El 17 de enero de 2013 y, en una entrevista televisiva realizada por Oprah Winfrey, Armstrong admitió públicamente haberse dopado en los siete Tour de France que conquistó. “Mi cóctel era EPO, transfusiones y testosterona (para aumentar la masa muscular)”, confesó.

Lance Armstrong fue considerado sobrehumano, y un superhéroe cuyos éxitos deportivos e historia personal significaron extraordinarios niveles de popularidad y jugosos ingresos para el mundo del ciclismo y la lucha contra el cáncer.

Asimismo y, merced a sus fluidos contactos en los más alto niveles de la UCI –que muchas veces miró para otro lado, por lo que también es responsable de esta vergüenza– le permitieron no solo evitar los controles antidoping sino, también, mantener el férreo código de silencio que imperaba desde hacía décadas en el ciclismo profesional.

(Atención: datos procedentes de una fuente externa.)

//! Configuration module for the bridge relay.
//!
//! Loads the relay configuration from TOML, resolving `${VAR}` and
//! `${VAR:-default}` references against the process environment, and
//! validates it before any component is built.
//!
//! ## Modular Configuration Support
//!
//! Configurations can be split into multiple files:
//! - Use `include = ["file1.toml", "file2.toml"]` to include other config files
//! - Each top-level section must be unique across all files (no duplicates allowed)

mod loader;

use regex::Regex;
use relay_types::{networks::deserialize_networks, NetworksConfig, SecretString};
use serde::{Deserialize, Serialize};
use std::collections::HashMap;
use std::path::Path;
use std::str::FromStr;
use thiserror::Error;

pub use loader::ConfigLoader;

/// Errors that can occur during configuration operations.
#[derive(Debug, Error)]
pub enum ConfigError {
	#[error("IO error: {0}")]
	Io(#[from] std::io::Error),
	#[error("Configuration error: {0}")]
	Parse(String),
	#[error("Validation error: {0}")]
	Validation(String),
}

impl From<toml::de::Error> for ConfigError {
	fn from(err: toml::de::Error) -> Self {
		// Keep the message only; the full error echoes the input, secrets included.
		ConfigError::Parse(err.message().to_string())
	}
}

/// Root configuration of the relay.
#[derive(Debug, Clone, Deserialize, Serialize)]
pub struct Config {
	/// Identity of this relay instance.
	pub service: ServiceConfig,
	/// Supported chains and their periphery contracts.
	#[serde(deserialize_with = "deserialize_networks")]
	pub networks: NetworksConfig,
	/// Sponsor signer implementations.
	pub sponsor: SponsorConfig,
	/// Gasless deposit publisher implementations.
	pub publisher: PublisherConfig,
	/// HTTP API server.
	pub api: Option<ApiConfig>,
}

#[derive(Debug, Clone, Deserialize, Serialize)]
pub struct ServiceConfig {
	/// Unique identifier for this relay instance, attached to log spans.
	pub id: String,
}

/// Sponsor signer selection.
#[derive(Debug, Clone, Deserialize, Serialize)]
pub struct SponsorConfig {
	/// Which implementation signs sponsored quotes.
	pub primary: String,
	/// Implementation name to its raw TOML table.
	pub implementations: HashMap<String, toml::Value>,
}

/// Publisher selection.
#[derive(Debug, Clone, Deserialize, Serialize)]
pub struct PublisherConfig {
	/// Which implementation receives validated gasless deposits.
	pub primary: String,
	/// Implementation name to its raw TOML table.
	pub implementations: HashMap<String, toml::Value>,
}

/// Configuration for the HTTP API server.
#[derive(Debug, Clone, Deserialize, Serialize)]
pub struct ApiConfig {
	#[serde(default)]
	pub enabled: bool,
	#[serde(default = "default_api_host")]
	pub host: String,
	#[serde(default = "default_api_port")]
	pub port: u16,
	/// Request timeout in seconds.
	#[serde(default = "default_api_timeout")]
	pub timeout_seconds: u64,
	/// Maximum request body size in bytes.
	#[serde(default = "default_max_request_size")]
	pub max_request_size: usize,
	/// Bearer token required by the sponsored CCTP signing endpoint.
	/// When unset the endpoint rejects every request.
	pub auth_token: Option<SecretString>,
	pub cors: Option<CorsConfig>,
}

impl Default for ApiConfig {
	fn default() -> Self {
		Self {
			enabled: true,
			host: default_api_host(),
			port: default_api_port(),
			timeout_seconds: default_api_timeout(),
			max_request_size: default_max_request_size(),
			auth_token: None,
			cors: None,
		}
	}
}

/// CORS configuration. An empty list allows any value.
#[derive(Debug, Clone, Default, Deserialize, Serialize)]
pub struct CorsConfig {
	#[serde(default)]
	pub allowed_origins: Vec<String>,
	#[serde(default)]
	pub allowed_headers: Vec<String>,
	#[serde(default)]
	pub allowed_methods: Vec<String>,
}

fn default_api_host() -> String {
	"127.0.0.1".to_string()
}

fn default_api_port() -> u16 {
	3000
}

fn default_api_timeout() -> u64 {
	30
}

fn default_max_request_size() -> usize {
	1024 * 1024 // 1MB
}

/// Resolves environment variables in a string.
///
/// Replaces `${VAR_NAME}` with the value of `VAR_NAME`, or with `default`
/// for `${VAR_NAME:-default}` when the variable is unset. Lines starting
/// with `#` are left untouched.
///
/// Input is limited to 1MB.
pub(crate) fn resolve_env_vars(input: &str) -> Result<String, ConfigError> {
	const MAX_INPUT_SIZE: usize = 1024 * 1024;
	if input.len() > MAX_INPUT_SIZE {
		return Err(ConfigError::Validation(format!(
			"Configuration file too large: {} bytes (max: {} bytes)",
			input.len(),
			MAX_INPUT_SIZE
		)));
	}

	let re = Regex::new(r"\$\{([A-Z_][A-Z0-9_]{0,127})(?::-([^}]{0,256}))?\}")
		.map_err(|e| ConfigError::Parse(format!("Regex error: {}", e)))?;

	let mut result = String::with_capacity(input.len());

	for line in input.split_inclusive('\n') {
		// Comment lines are copied verbatim; references in them are documentation.
		if line.trim_start().starts_with('#') {
			result.push_str(line);
			continue;
		}

		let mut last_end = 0;
		for cap in re.captures_iter(line) {
			let (Some(full_match), Some(var_name)) = (cap.get(0), cap.get(1)) else {
				continue;
			};
			let value = match (std::env::var(var_name.as_str()), cap.get(2)) {
				(Ok(v), _) => v,
				(Err(_), Some(default)) => default.as_str().to_string(),
				(Err(_), None) => {
					return Err(ConfigError::Validation(format!(
						"Environment variable '{}' not found",
						var_name.as_str()
					)));
				},
			};

			result.push_str(&line[last_end..full_match.start()]);
			result.push_str(&value);
			last_end = full_match.end();
		}
		result.push_str(&line[last_end..]);
	}

	Ok(result)
}

impl Config {
	/// Loads configuration from a file, following `include` directives.
	pub async fn from_file(path: &str) -> Result<Self, ConfigError> {
		let path_buf = Path::new(path);
		let base_dir = path_buf
			.parent()
			.filter(|p| !p.as_os_str().is_empty())
			.unwrap_or_else(|| Path::new("."));

		let mut loader = ConfigLoader::new(base_dir);
		let file_name = path_buf
			.file_name()
			.ok_or_else(|| ConfigError::Validation(format!("Invalid path: {}", path)))?;
		loader.load_config(file_name).await
	}

	/// Returns the API configuration, or defaults when the section is absent.
	pub fn api_or_default(&self) -> ApiConfig {
		self.api.clone().unwrap_or_default()
	}

	/// Validates the configuration:
	/// - service id is not empty
	/// - at least one network, each with a non-zero periphery address
	/// - sponsor and publisher primaries name a configured implementation
	/// - API limits are non-zero and a configured auth token is not empty
	fn validate(&self) -> Result<(), ConfigError> {
		if self.service.id.trim().is_empty() {
			return Err(ConfigError::Validation("Service ID cannot be empty".into()));
		}

		if self.networks.is_empty() {
			return Err(ConfigError::Validation(
				"Networks configuration cannot be empty".into(),
			));
		}
		for (chain_id, network) in &self.networks {
			if network.periphery_address.is_zero() {
				return Err(ConfigError::Validation(format!(
					"Network {} must have a non-zero periphery_address",
					chain_id
				)));
			}
		}

		validate_primary("sponsor", &self.sponsor.primary, &self.sponsor.implementations)?;
		validate_primary(
			"publisher",
			&self.publisher.primary,
			&self.publisher.implementations,
		)?;

		if let Some(ref api) = self.api {
			if api.timeout_seconds == 0 {
				return Err(ConfigError::Validation(
					"api.timeout_seconds must be greater than 0".into(),
				));
			}
			if api.max_request_size == 0 {
				return Err(ConfigError::Validation(
					"api.max_request_size must be greater than 0".into(),
				));
			}
			if api.auth_token.as_ref().is_some_and(|t| t.is_empty()) {
				return Err(ConfigError::Validation(
					"api.auth_token cannot be empty when set".into(),
				));
			}
		}

		Ok(())
	}
}

fn validate_primary(
	section: &str,
	primary: &str,
	implementations: &HashMap<String, toml::Value>,
) -> Result<(), ConfigError> {
	if implementations.is_empty() {
		return Err(ConfigError::Validation(format!(
			"At least one {} implementation must be configured",
			section
		)));
	}
	if primary.is_empty() {
		return Err(ConfigError::Validation(format!(
			"{} primary implementation cannot be empty",
			section
		)));
	}
	if !implementations.contains_key(primary) {
		return Err(ConfigError::Validation(format!(
			"Primary {} '{}' not found in implementations",
			section, primary
		)));
	}
	Ok(())
}

/// Parses a TOML string, resolving environment variables and validating
/// the result.
impl FromStr for Config {
	type Err = ConfigError;

	fn from_str(s: &str) -> Result<Self, Self::Err> {
		let resolved = resolve_env_vars(s)?;
		let config: Config = toml::from_str(&resolved)?;
		config.validate()?;
		Ok(config)
	}
}
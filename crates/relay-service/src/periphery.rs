//! Periphery contract lookup by chain id.

use alloy_primitives::Address;
use relay_types::NetworksConfig;
use std::collections::HashMap;

/// Resolves the periphery contract gasless transactions must target.
pub trait PeripheryResolver: Send + Sync {
	/// Returns `None` for chains the relay does not serve.
	fn periphery_address(&self, chain_id: u64) -> Option<Address>;
}

/// Resolver over the `[networks]` configuration, fixed at startup.
#[derive(Debug, Clone, Default)]
pub struct ConfiguredPeripheryResolver {
	addresses: HashMap<u64, Address>,
}

impl ConfiguredPeripheryResolver {
	pub fn from_networks(networks: &NetworksConfig) -> Self {
		Self {
			addresses: networks
				.iter()
				.map(|(chain_id, network)| (*chain_id, network.periphery_address))
				.collect(),
		}
	}

	pub fn chain_ids(&self) -> Vec<u64> {
		let mut ids: Vec<u64> = self.addresses.keys().copied().collect();
		ids.sort_unstable();
		ids
	}
}

impl PeripheryResolver for ConfiguredPeripheryResolver {
	fn periphery_address(&self, chain_id: u64) -> Option<Address> {
		self.addresses.get(&chain_id).copied()
	}
}
//! Utility functions shared by the relay crates.
//!
//! - `abi`: static ABI word encoding for digest construction
//! - `math`: ceiling division for fee rounding
//! - `formatting`: hex prefix handling and id truncation for logs

pub mod abi;
pub mod formatting;
pub mod math;

pub use abi::AbiWordEncoder;
pub use formatting::{truncate_id, with_0x_prefix, without_0x_prefix};
pub use math::{bps_fee_ceil, div_ceil, div_ceil_u256, MathError, BPS_DENOMINATOR};
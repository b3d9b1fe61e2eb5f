//! Filesystem evidence store

use chrono::{DateTime, Local};
use image::{DynamicImage, ImageFormat};
use rollcall_util::{format_date_stamp, PeriodId};
use std::path::{Path, PathBuf};
use tracing::{debug, info};

use crate::{EvidenceStore, StoreResult};

/// Suffix for evidence saved after the period's window closed
pub const CORRECTED_SUFFIX: &str = "_corrected";

/// Per-day folder: `<root>/<YYMMDD>`
pub fn day_dir(root: &Path, at: &DateTime<Local>) -> PathBuf {
    root.join(format_date_stamp(at))
}

/// Evidence file path: `<root>/<YYMMDD>/<YYMMDD>_<slug>[_corrected].png`
pub fn evidence_path(
    root: &Path,
    period: PeriodId,
    within_window: bool,
    captured_at: &DateTime<Local>,
) -> PathBuf {
    let stamp = format_date_stamp(captured_at);
    let suffix = if within_window { "" } else { CORRECTED_SUFFIX };
    day_dir(root, captured_at).join(format!("{}_{}{}.png", stamp, period.slug(), suffix))
}

/// Writes PNG evidence under a root folder, one subfolder per day
#[derive(Debug, Clone)]
pub struct FileEvidenceStore {
    root: PathBuf,
}

impl FileEvidenceStore {
    pub fn new(root: impl Into<PathBuf>) -> Self {
        Self { root: root.into() }
    }

    pub fn root(&self) -> &Path {
        &self.root
    }
}

impl EvidenceStore for FileEvidenceStore {
    fn save(
        &self,
        image: &DynamicImage,
        period: PeriodId,
        within_window: bool,
        captured_at: DateTime<Local>,
    ) -> StoreResult<PathBuf> {
        let dir = day_dir(&self.root, &captured_at);
        std::fs::create_dir_all(&dir)?;

        let path = evidence_path(&self.root, period, within_window, &captured_at);
        if path.exists() {
            debug!(path = %path.display(), "Overwriting existing evidence");
        }

        image.save_with_format(&path, ImageFormat::Png)?;

        info!(
            period = %period,
            within_window,
            path = %path.display(),
            "Evidence saved"
        );
        Ok(path)
    }
}

#[cfg(test)]
mod tests {
    use super::*;
    use chrono::TimeZone;
    use tempfile::tempdir;

    fn at(h: u32, m: u32, s: u32) -> DateTime<Local> {
        Local.with_ymd_and_hms(2025, 11, 4, h, m, s).unwrap()
    }

    #[test]
    fn paths_follow_day_layout() {
        let root = Path::new("/data");
        let period = PeriodId::new(3).unwrap();

        assert_eq!(
            evidence_path(root, period, true, &at(11, 31, 0)),
            PathBuf::from("/data/251104/251104_period3.png")
        );
        assert_eq!(
            evidence_path(root, PeriodId::CHECKOUT, false, &at(18, 40, 0)),
            PathBuf::from("/data/251104/251104_checkout_corrected.png")
        );
    }

    #[test]
    fn save_writes_png() {
        let dir = tempdir().unwrap();
        let store = FileEvidenceStore::new(dir.path());
        let image = DynamicImage::new_rgb8(8, 8);

        let path = store
            .save(&image, PeriodId::new(1).unwrap(), true, at(9, 30, 16))
            .unwrap();

        assert!(path.ends_with("251104/251104_period1.png"));
        let reloaded = image::open(&path).unwrap();
        assert_eq!(reloaded.width(), 8);
    }

    #[test]
    fn corrected_save_keeps_original() {
        let dir = tempdir().unwrap();
        let store = FileEvidenceStore::new(dir.path());
        let image = DynamicImage::new_rgb8(4, 4);
        let period = PeriodId::new(1).unwrap();

        let original = store.save(&image, period, true, at(9, 31, 0)).unwrap();
        let corrected = store.save(&image, period, false, at(9, 50, 0)).unwrap();

        assert_ne!(original, corrected);
        assert!(original.exists());
        assert!(corrected.exists());
    }

    #[test]
    fn unwritable_root_reports_failure() {
        let dir = tempdir().unwrap();
        let blocker = dir.path().join("not-a-dir");
        std::fs::write(&blocker, b"x").unwrap();

        let store = FileEvidenceStore::new(&blocker);
        let result = store.save(
            &DynamicImage::new_rgb8(2, 2),
            PeriodId::CHECKOUT,
            true,
            at(18, 30, 0),
        );
        assert!(result.is_err());
    }
}
//! Control-protocol command handling

use rollcall_api::{
    ClientRole, Command, ErrorCode, ErrorInfo, Response, ResponsePayload,
};
use rollcall_core::SchedulerHandle;
use rollcall_store::AttendanceLog;
use rollcall_util::{ClientId, RollcallError};
use std::sync::Arc;
use tracing::{info, warn};

/// Upper bound on records returned by one `RecentLog`
pub const MAX_LOG_LIMIT: usize = 500;

/// What a command needs from the running service
#[derive(Clone)]
pub struct CommandContext {
    pub scheduler: SchedulerHandle,
    pub history: Arc<dyn AttendanceLog>,
}

pub async fn handle_command(
    ctx: &CommandContext,
    client_id: &ClientId,
    role: ClientRole,
    request_id: u64,
    command: Command,
) -> Response {
    if command.is_mutating() && !role.can_mutate() {
        warn!(client_id = %client_id, command = ?command, "Rejected command from observer");
        return Response::error(
            request_id,
            ErrorInfo::new(ErrorCode::PermissionDenied, "Operator role required"),
        );
    }

    match command {
        Command::GetState => match ctx.scheduler.snapshot().await {
            Ok(snapshot) => Response::success(request_id, ResponsePayload::State(snapshot)),
            Err(e) => error_response(request_id, &e),
        },

        Command::Skip { period } => match ctx.scheduler.skip(period).await {
            Ok(outcome) => {
                info!(client_id = %client_id, period = %period, already = outcome.already, "Period skipped");
                Response::success(
                    request_id,
                    ResponsePayload::Skipped {
                        period: outcome.period,
                        already: outcome.already,
                    },
                )
            }
            Err(e) => error_response(request_id, &e),
        },

        Command::Retry { period } => {
            info!(client_id = %client_id, period = %period, "Manual retry requested");
            match ctx.scheduler.retry(period).await {
                Ok(report) => Response::success(request_id, ResponsePayload::RetryFinished(report)),
                Err(e) => error_response(request_id, &e),
            }
        }

        Command::UpdateSettings {
            mode,
            student_count,
        } => match ctx.scheduler.update_settings(mode, student_count).await {
            Ok(settings) => Response::success(request_id, ResponsePayload::SettingsUpdated(settings)),
            Err(e) => error_response(request_id, &e),
        },

        Command::RecentLog { limit } => match ctx.history.recent(limit.min(MAX_LOG_LIMIT)) {
            Ok(records) => Response::success(request_id, ResponsePayload::Log(records)),
            Err(e) => {
                warn!(error = %e, "Failed to read attendance history");
                Response::error(
                    request_id,
                    ErrorInfo::new(ErrorCode::StoreError, e.to_string()),
                )
            }
        },

        Command::SubscribeEvents => Response::success(
            request_id,
            ResponsePayload::Subscribed {
                client_id: client_id.clone(),
            },
        ),

        Command::UnsubscribeEvents => Response::success(request_id, ResponsePayload::Unsubscribed),

        Command::Ping => Response::success(request_id, ResponsePayload::Pong),
    }
}

pub fn error_response(request_id: u64, error: &RollcallError) -> Response {
    let code = match error {
        RollcallError::PeriodNotFound(_) | RollcallError::InvalidPeriodId(_) => {
            ErrorCode::PeriodNotFound
        }
        RollcallError::InvalidTransition { .. } => ErrorCode::InvalidTransition,
        RollcallError::InvalidStudentCount(_) => ErrorCode::InvalidSettings,
        RollcallError::SchedulerUnavailable => ErrorCode::SchedulerUnavailable,
        RollcallError::StoreError(_) => ErrorCode::StoreError,
        _ => ErrorCode::InternalError,
    };

    Response::error(request_id, ErrorInfo::new(code, error.to_string()))
}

El 22 de octubre de 2012 y, en una conferencia de prensa brindada en un hotel de Ginebra, el irlandés Pat McQuaid, por entonces presidente de la Unión Ciclista Internacional, anunció la sanción para el texano, y afirmó: "Lance Armstrong ya no pertenece al ciclismo. Merece ser olvidado".

Pero no es así: Armstrong (que el pasado 18 de septiembre cumplió 51 años) debe y merece ser recordado para que las generaciones por venir sepan que, ganar a cualquier precio, jamás será una opción.